[Haskell-beginners] short function to remove and replace an item
Zachary Turner
divisortheory at gmail.com
Wed Apr 1 23:03:09 EDT 2009
On Wed, Apr 1, 2009 at 9:50 PM, Zachary Turner <divisortheory at gmail.com>wrote:
>
>
> On Wed, Apr 1, 2009 at 7:45 PM, Michael P Mossey <mpm at alumni.caltech.edu>wrote:
>
>> What if I have a list xs, and I want to remove one item and replace it
>> with another? The item to remove can be detected by a predicate function.
>> The order of the items doesn't matter. How about this:
>>
>> replaceItem :: (a -> Bool) -> a -> [a] -> [a]
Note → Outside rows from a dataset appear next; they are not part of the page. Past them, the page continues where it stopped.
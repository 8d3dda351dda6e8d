use harvest_browser::BrowserError;
use harvest_core::{OrderType, RetryExhausted};
use harvest_locator::LocatorError;
use thiserror::Error;

/// Fatal extraction failures; any of these ends the run.
#[derive(Debug, Error)]
pub enum ExtractError {
    #[error("Locator manifest error: {0}")]
    Manifest(#[from] LocatorError),

    #[error("Browser error: {0}")]
    Browser(#[from] BrowserError),

    #[error("Could not set {order_type} filters: {source}")]
    Filter {
        order_type: OrderType,
        #[source]
        source: RetryExhausted<BrowserError>,
    },

    #[error("Search for customer {customer} failed: {source}")]
    Search {
        customer: String,
        #[source]
        source: RetryExhausted<BrowserError>,
    },

    #[error("Row {row} on page {page} of {order_type} for customer {customer} failed: {source}")]
    Row {
        order_type: OrderType,
        customer: String,
        page: usize,
        row: usize,
        #[source]
        source: RetryExhausted<BrowserError>,
    },
}

impl ExtractError {
    /// Attempts made before giving up, for retried steps.
    pub fn attempts(&self) -> Option<u32> {
        match self {
            Self::Filter { source, .. } | Self::Search { source, .. } | Self::Row { source, .. } => {
                Some(source.attempts)
            }
            Self::Manifest(_) | Self::Browser(_) => None,
        }
    }
}

pub type Result<T> = std::result::Result<T, ExtractError>;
>> replaceItem p new xs = new : snd (partition p xs)
>>
>> This will actually replace all items that match the predicate with one
>> copy of 'new'. It will also prepend 'new' even if no items match the
>> predicate.
>>
>> For another challenge, can someone explain to me how to write this in
>> point-free style?
>>
>
> I used an intermediate helper function, but the replaceItem function is
> point free
>
> choose :: (a -> Bool) -> (a -> b) -> (a -> b) -> a -> b
> choose pred yes _ val | (pred val) = yes val
> choose _ _ no val = no val
>
> replaceItem :: (a -> Bool) -> a -> [a] -> [a]
> replaceItem pred rep = map (choose pred id (const rep))
>
Ok I looked at the OP again and apparently I didn't understand the wording
of the question :P I just thought it said to replace each element in the
list that matched the predicate with the new item.
How about this?
replaceItem :: [a] -> (a -> Bool) -> a -> [a]
let replaceItem xs pred = (: filter (not.pred) xs)
Note that I changed the order of the arguments, the value now comes last.
But I think this still should be ok?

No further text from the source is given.